Sand dollars (also known as a sea cookie or snapper biscuit in New Zealand, or pansy shell in South Africa) are species of flat, burrowing sea urchins belonging to the order Clypeasteroida. Some species within the order, not quite as flat, are known as sea biscuits. Sand dollars can also be called "sand cakes" or "cake urchins".

Anatomy

Sand dollars are small in size, averaging from three to four inches. As with all members of the order Clypeasteroida, they possess a rigid skeleton called a test.

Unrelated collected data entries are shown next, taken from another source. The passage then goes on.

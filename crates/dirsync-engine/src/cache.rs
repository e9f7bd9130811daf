//! # Local Snapshot Cache
//!
//! Directory documents on disk, one file per content address:
//! `{cache_dir}/{address}`, holding the directory's canonical JSON.
//!
//! ## Integrity Invariant
//!
//! An entry is either fully written or absent. Writes go to a `.tmp` file in
//! the cache directory, are fsynced, and are then renamed over the final
//! name, so a crash mid-write leaves at most a stray temp file that is never
//! reported as an entry. Overwriting an existing entry is tolerated; content
//! addressing makes the new bytes equivalent to the old.
//!
//! The cache never repairs a corrupt entry. [`SnapshotCache::load`] reports
//! it and leaves the file in place for an operator to inspect.

use std::path::{Path, PathBuf};
use std::sync::atomic::{AtomicU64, Ordering};

use tokio::fs;
use tokio::io::AsyncWriteExt;

use dirsync_core::{ContentAddress, Directory};

use crate::error::CacheError;

const TMP_PREFIX: &str = ".tmp";

/// Filesystem-backed cache of directory snapshots keyed by address.
#[derive(Debug)]
pub struct SnapshotCache {
    dir: PathBuf,
    tmp_seq: AtomicU64,
}

impl SnapshotCache {
    /// Open the cache rooted at `dir`, creating the directory if needed.
    pub async fn open(dir: impl Into<PathBuf>) -> Result<Self, CacheError> {
        let dir = dir.into();
        fs::create_dir_all(&dir).await.map_err(|source| CacheError::Io {
            op: "create",
            path: dir.clone(),
            source,
        })?;
        Ok(Self {
            dir,
            tmp_seq: AtomicU64::new(0),
        })
    }

    /// The cache directory.
    pub fn dir(&self) -> &Path {
        &self.dir
    }

    fn entry_path(&self, address: &ContentAddress) -> PathBuf {
        // ContentAddress guarantees a single path segment.
        self.dir.join(address.as_str())
    }

    pub async fn has(&self, address: &ContentAddress) -> bool {
        fs::metadata(self.entry_path(address))
            .await
            .map(|m| m.is_file())
            .unwrap_or(false)
    }

    /// Load and parse the entry for `address`.
    pub async fn load(&self, address: &ContentAddress) -> Result<Directory, CacheError> {
        let path = self.entry_path(address);
        let bytes = match fs::read(&path).await {
            Ok(bytes) => bytes,
            Err(e) if e.kind() == std::io::ErrorKind::NotFound => {
                return Err(CacheError::Missing {
                    address: address.clone(),
                })
            }
            Err(source) => {
                return Err(CacheError::Io {
                    op: "read",
                    path,
                    source,
                })
            }
        };

        Directory::from_slice(&bytes).map_err(|source| CacheError::Corrupt {
            address: address.clone(),
            source,
        })
    }

    /// Write `directory` under `address` atomically.
    pub async fn store(
        &self,
        address: &ContentAddress,
        directory: &Directory,
    ) -> Result<(), CacheError> {
        let bytes = directory
            .canonical_bytes()
            .map_err(|source| CacheError::Serialization {
                address: address.clone(),
                source,
            })?;

        let seq = self.tmp_seq.fetch_add(1, Ordering::Relaxed);
        let tmp_path = self
            .dir
            .join(format!("{TMP_PREFIX}-{}-{}-{seq}", address, std::process::id()));
        let final_path = self.entry_path(address);

        let result = write_synced(&tmp_path, bytes.as_bytes()).await;
        let result = match result {
            Ok(()) => fs::rename(&tmp_path, &final_path)
                .await
                .map_err(|source| CacheError::Io {
                    op: "rename",
                    path: final_path.clone(),
                    source,
                }),
            Err(e) => Err(e),
        };

        if result.is_err() {
            let _ = fs::remove_file(&tmp_path).await;
        } else {
            tracing::debug!(%address, size = bytes.len(), "cached snapshot");
        }
        result
    }

    /// Addresses of all stored entries, sorted.
    pub async fn entries(&self) -> Result<Vec<ContentAddress>, CacheError> {
        let io = |source| CacheError::Io {
            op: "list",
            path: self.dir.clone(),
            source,
        };
        let mut read_dir = fs::read_dir(&self.dir).await.map_err(io)?;
        let mut entries = Vec::new();

        while let Some(entry) = read_dir.next_entry().await.map_err(io)? {
            let Some(name) = entry.file_name().to_str().map(str::to_string) else {
                continue;
            };
            if name.starts_with(TMP_PREFIX) {
                continue;
            }
            if !entry.file_type().await.map(|t| t.is_file()).unwrap_or(false) {
                continue;
            }
            match ContentAddress::new(name) {
                Ok(address) => entries.push(address),
                Err(e) => tracing::debug!(error = %e, "skipping foreign file in cache directory"),
            }
        }

        entries.sort();
        Ok(entries)
    }
}

async fn write_synced(path: &Path, bytes: &[u8]) -> Result<(), CacheError> {
    let io = |op: &'static str| {
        move |source| CacheError::Io {
            op,
            path: path.to_path_buf(),
            source,
        }
    };
    let mut file = fs::File::create(path).await.map_err(io("create"))?;
    file.write_all(bytes).await.map_err(io("write"))?;
    file.sync_all().await.map_err(io("sync"))?;
    Ok(())
}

The test consists of calcium carbonate plates arranged in a fivefold symmetric pattern. The test of certain species of sand dollar have slits called lunules that can help the animal stay embedded in the sand to stop it from being swept away by an ocean wave. In living individuals, the test is covered by a skin of velvet-textured spines which are covered with very small hairs (cilia). Coordinated movements of the spines enable sand dollars to move across the seabed. The velvety spines of live sand dollars appear in a variety of colors—green, blue, violet, or purple—depending on the species. Individuals which are very recently dead or dying (moribund) are sometimes found on beaches with much of the external morphology still intact. Dead individuals are commonly found with their empty test devoid of all surface material and bleached white by sunlight.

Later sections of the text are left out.